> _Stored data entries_

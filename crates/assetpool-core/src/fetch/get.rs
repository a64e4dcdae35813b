//! Blocking GET of a whole file into the local store.

use std::fs;
use std::io::Write;
use std::path::{Path, PathBuf};

use crate::retry::{self, FetchError, RetryDecision, RetryPolicy};

use super::FetchOptions;

/// Path for the partial file: appends `.part` to the final path
/// (e.g. `abc.png` → `abc.png.part`).
pub fn temp_path(final_path: &Path) -> PathBuf {
    let mut o = final_path.as_os_str().to_owned();
    o.push(".part");
    PathBuf::from(o)
}

/// Download `url` to `dest` once. The body is written to `dest.part` and
/// renamed over `dest` only after a 2xx response completed, so a failed or
/// interrupted transfer never leaves a truncated file at `dest`.
pub fn download_to_path(url: &str, dest: &Path, opts: &FetchOptions) -> Result<u64, FetchError> {
    let part = temp_path(dest);
    let result = fetch_into(url, &part, opts);
    match result {
        Ok(bytes) => {
            fs::rename(&part, dest).map_err(FetchError::Storage)?;
            Ok(bytes)
        }
        Err(e) => {
            let _ = fs::remove_file(&part);
            Err(e)
        }
    }
}

/// Like [`download_to_path`], retrying transient failures per `opts.retry`.
/// Blocking: the backoff sleeps the calling thread.
pub fn download_with_retry(url: &str, dest: &Path, opts: &FetchOptions) -> Result<u64, FetchError> {
    retry_download(url, &opts.retry, || download_to_path(url, dest, opts))
}

fn retry_download<F>(url: &str, policy: &RetryPolicy, mut attempt_once: F) -> Result<u64, FetchError>
where
    F: FnMut() -> Result<u64, FetchError>,
{
    let mut attempt = 1u32;
    loop {
        let err = match attempt_once() {
            Ok(bytes) => return Ok(bytes),
            Err(e) => e,
        };
        let kind = retry::classify(&err);
        let RetryDecision::RetryAfter(delay) = policy.decide(attempt, kind) else {
            tracing::debug!(url, attempt, ?kind, "giving up on asset: {}", err);
            return Err(err);
        };
        tracing::debug!(
            url,
            attempt,
            ?kind,
            delay_ms = delay.as_millis() as u64,
            "asset fetch failed, retrying: {}",
            err
        );
        std::thread::sleep(delay);
        attempt += 1;
    }
}

fn fetch_into(url: &str, part: &Path, opts: &FetchOptions) -> Result<u64, FetchError> {
    if let Some(parent) = part.parent() {
        fs::create_dir_all(parent).map_err(FetchError::Storage)?;
    }
    let mut file = fs::File::create(part).map_err(FetchError::Storage)?;
    let mut written: u64 = 0;
    let mut storage_error: Option<std::io::Error> = None;

    let mut easy = curl::easy::Easy::new();
    easy.url(url).map_err(FetchError::Curl)?;
    easy.follow_location(true).map_err(FetchError::Curl)?;
    easy.fail_on_error(false).map_err(FetchError::Curl)?;
    easy.connect_timeout(opts.connect_timeout).map_err(FetchError::Curl)?;
    // Abort transfers that stall below 1 KiB/s for 30s; hard cap from config.
    easy.low_speed_limit(1024).map_err(FetchError::Curl)?;
    easy.low_speed_time(std::time::Duration::from_secs(30))
        .map_err(FetchError::Curl)?;
    easy.timeout(opts.transfer_timeout).map_err(FetchError::Curl)?;

    {
        let mut transfer = easy.transfer();
        transfer
            .write_function(|data| match file.write_all(data) {
                Ok(()) => {
                    written += data.len() as u64;
                    Ok(data.len())
                }
                Err(e) => {
                    storage_error = Some(e);
                    Ok(0)
                }
            })
            .map_err(FetchError::Curl)?;
        if let Err(e) = transfer.perform() {
            drop(transfer);
            if e.is_write_error() {
                if let Some(io_err) = storage_error.take() {
                    return Err(FetchError::Storage(io_err));
                }
            }
            return Err(FetchError::Curl(e));
        }
    }

    let code = easy.response_code().map_err(FetchError::Curl)?;
    if !(200..300).contains(&code) {
        return Err(FetchError::Http(code));
    }
    file.sync_all().map_err(FetchError::Storage)?;
    Ok(written)
}
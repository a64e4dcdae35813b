//! Error types shared by the prober, the file store and the filepool.
//!
//! Everything here is recoverable: a failed probe leaves the site capability
//! unknown, a failed download only fails the resolution that was waiting on
//! it. Download and resolve errors are `Clone` because a single failure is
//! handed to every caller joined on the same in-flight future.

use crate::retry::ErrorKind;

/// Transport failure while checking whether the token-path endpoint works.
#[derive(Debug, Clone, thiserror::Error)]
#[error("capability probe failed for {url}: {message}")]
pub struct ProbeError {
    pub url: String,
    pub message: String,
}

/// Failure while fetching a remote asset into the local store.
#[derive(Debug, Clone, thiserror::Error)]
pub enum DownloadError {
    /// Network-level failure (DNS, connect, timeout, reset).
    #[error("transport error for {url}: {message}")]
    Transport {
        url: String,
        kind: ErrorKind,
        message: String,
    },
    /// Server answered with a non-2xx status.
    #[error("HTTP {status} for {url}")]
    Http { url: String, status: u32 },
    /// Writing the local copy failed (disk full, permissions, rename).
    #[error("storage error for {url}: {message}")]
    Storage { url: String, message: String },
}

impl DownloadError {
    pub fn storage(url: &str, err: impl std::fmt::Display) -> Self {
        DownloadError::Storage {
            url: url.to_string(),
            message: err.to_string(),
        }
    }

    /// URL the failed download was for.
    pub fn url(&self) -> &str {
        match self {
            DownloadError::Transport { url, .. }
            | DownloadError::Http { url, .. }
            | DownloadError::Storage { url, .. } => url,
        }
    }
}

/// Error returned by the filepool to the caller of a resolution.
#[derive(Debug, Clone, thiserror::Error)]
pub enum ResolveError {
    #[error("site not found: {0}")]
    SiteNotFound(String),
    #[error(transparent)]
    Download(#[from] DownloadError),
    /// The spawned resolution or download task did not run to completion.
    #[error("resolution task failed: {0}")]
    TaskFailed(String),
}
//! Filename and extension extraction from a URL path.

/// Extracts the last path segment from a URL for use as a filename hint.
///
/// Returns `None` if the URL cannot be parsed or the path is empty/root.
pub fn filename_from_url_path(url: &str) -> Option<String> {
    let parsed = url::Url::parse(url).ok()?;
    let segment = parsed.path_segments()?.filter(|s| !s.is_empty()).last()?;
    if segment == "." || segment == ".." {
        return None;
    }
    Some(segment.to_string())
}

/// Lowercase file extension of the URL's last path segment, if it looks like one.
///
/// Only short ASCII-alphanumeric extensions are accepted so the result is
/// always safe to append to a cache file name.
pub fn extension_from_url(url: &str) -> Option<String> {
    let name = filename_from_url_path(url)?;
    let (stem, ext) = name.rsplit_once('.')?;
    if stem.is_empty() || ext.is_empty() || ext.len() > 8 {
        return None;
    }
    if !ext.chars().all(|c| c.is_ascii_alphanumeric()) {
        return None;
    }
    Some(ext.to_ascii_lowercase())
}
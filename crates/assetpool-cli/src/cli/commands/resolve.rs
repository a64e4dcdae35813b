//! `assetpool resolve` – resolve a URL through the cache.

use std::sync::Arc;

use anyhow::{Context, Result};
use assetpool_core::config::AssetPoolConfig;
use assetpool_core::fetch::{CurlReachability, FetchOptions};
use assetpool_core::filepool::{CacheTable, DownloadState, Filepool, ResolveRequest};
use assetpool_core::probe::{AlwaysOnline, CapabilityProber};
use assetpool_core::site::SiteRegistry;
use assetpool_core::store::DiskFileStore;
use clap::Args;

use crate::cli::SiteArgs;

#[derive(Debug, Args)]
pub struct ResolveArgs {
    pub url: String,
    #[command(flatten)]
    pub site: SiteArgs,
    /// Component owning the file (e.g. mod_page).
    #[arg(long, default_value = "")]
    pub component: String,
    #[arg(long, default_value = "")]
    pub component_id: String,
    /// Download before printing, whatever the size.
    #[arg(long)]
    pub eager: bool,
    /// Known file size in bytes.
    #[arg(long, value_name = "BYTES")]
    pub size: Option<u64>,
    /// Remote revision timestamp.
    #[arg(long, default_value = "0")]
    pub time_modified: u64,
    /// Wait for a background download to finish before exiting.
    #[arg(long)]
    pub wait: bool,
}

pub async fn run_resolve(args: &ResolveArgs, cfg: &AssetPoolConfig) -> Result<()> {
    let registry = Arc::new(SiteRegistry::new());
    registry.add_site(args.site.to_site_info());

    let opts = FetchOptions::from_config(cfg);
    let prober = CapabilityProber::new(
        Arc::new(CurlReachability::new(opts)),
        Arc::new(AlwaysOnline),
    );
    let cache_dir = cfg.resolved_cache_dir()?;
    let store = Arc::new(DiskFileStore::new(&cache_dir, opts));

    let table_path = CacheTable::default_path()?;
    let table = match CacheTable::load_from_path(&table_path) {
        Ok(t) => t.unwrap_or_default(),
        Err(e) => {
            tracing::warn!("ignoring unreadable cache table: {:#}", e);
            CacheTable::new()
        }
    };
    let pool = Filepool::with_table(registry, prober, store, cfg, table);

    let mut req = ResolveRequest::new(&args.site.site_id, &args.url)
        .owner(&args.component, &args.component_id)
        .eager(args.eager)
        .time_modified(args.time_modified);
    req.file_size = args.size;
    let key = req.key();

    let mut events = pool.subscribe();
    let url = pool
        .resolve_request(req)
        .await
        .with_context(|| format!("resolve {}", args.url))?;
    println!("{url}");

    if args.wait && pool.file_state(&key) == DownloadState::Downloading {
        let file_key = key.file_key();
        loop {
            match events.recv().await {
                Ok(ev) if ev.key == file_key && ev.state != DownloadState::Downloading => {
                    match ev.error {
                        Some(err) => eprintln!("background download failed: {err}"),
                        None => {
                            let local = pool.entry(&key).and_then(|e| e.local).map(|l| l.url);
                            println!("downloaded: {}", local.unwrap_or_default());
                        }
                    }
                    break;
                }
                Ok(_) => continue,
                Err(e) => {
                    tracing::warn!("lost download events: {}", e);
                    break;
                }
            }
        }
    }

    pool.save_table(&table_path)?;
    Ok(())
}
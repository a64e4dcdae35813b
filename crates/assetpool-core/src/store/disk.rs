//! Disk-backed file store: `<root>/<site>/<file_id>`.

use std::path::{Path, PathBuf};

use async_trait::async_trait;

use crate::error::DownloadError;
use crate::fetch::{download_with_retry, FetchOptions};

use super::{FileKey, FileStore, LocalHandle};

/// Stores downloads under a root directory, one subdirectory per site.
#[derive(Debug, Clone)]
pub struct DiskFileStore {
    root: PathBuf,
    opts: FetchOptions,
}

/// Site ids come from user data; keep them to one safe path component.
fn site_dir_name(site_id: &str) -> String {
    let name: String = site_id
        .chars()
        .map(|c| {
            if c.is_ascii_alphanumeric() || c == '-' || c == '_' || c == '.' {
                c
            } else {
                '_'
            }
        })
        .collect();
    match name.as_str() {
        "" | "." | ".." => "_".to_string(),
        _ => name,
    }
}

fn file_url(path: &Path) -> Option<String> {
    url::Url::from_file_path(path).ok().map(String::from)
}

impl DiskFileStore {
    pub fn new(root: impl Into<PathBuf>, opts: FetchOptions) -> Self {
        Self {
            root: root.into(),
            opts,
        }
    }

    pub fn root(&self) -> &Path {
        &self.root
    }

    /// Final path for `key` (the file may not exist yet).
    pub fn path_of(&self, key: &FileKey) -> PathBuf {
        self.root
            .join(site_dir_name(&key.site_id))
            .join(site_dir_name(&key.file_id))
    }
}

#[async_trait]
impl FileStore for DiskFileStore {
    async fn download(&self, key: &FileKey, url: &str) -> Result<LocalHandle, DownloadError> {
        let path = self.path_of(key);
        let opts = self.opts;
        let (owned_url, dest) = (url.to_string(), path.clone());
        tracing::debug!(url, path = %path.display(), "downloading asset");

        let size = tokio::task::spawn_blocking(move || {
            download_with_retry(&owned_url, &dest, &opts).map_err(|e| e.into_download_error(&owned_url))
        })
        .await
        .map_err(|e| DownloadError::storage(url, format!("download task: {e}")))??;

        let local = file_url(&path)
            .ok_or_else(|| DownloadError::storage(url, format!("not an absolute path: {}", path.display())))?;
        tracing::info!(url, bytes = size, path = %path.display(), "asset stored");
        Ok(LocalHandle {
            path,
            url: local,
            size,
        })
    }

    fn has_local_copy(&self, key: &FileKey) -> bool {
        self.path_of(key).is_file()
    }

    fn local_url_of(&self, key: &FileKey) -> Option<String> {
        let path = self.path_of(key);
        if path.is_file() {
            file_url(&path)
        } else {
            None
        }
    }
}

> _Task objective_
On how many lines above does "leaves" occur? Say the number only.

> _Response area_
2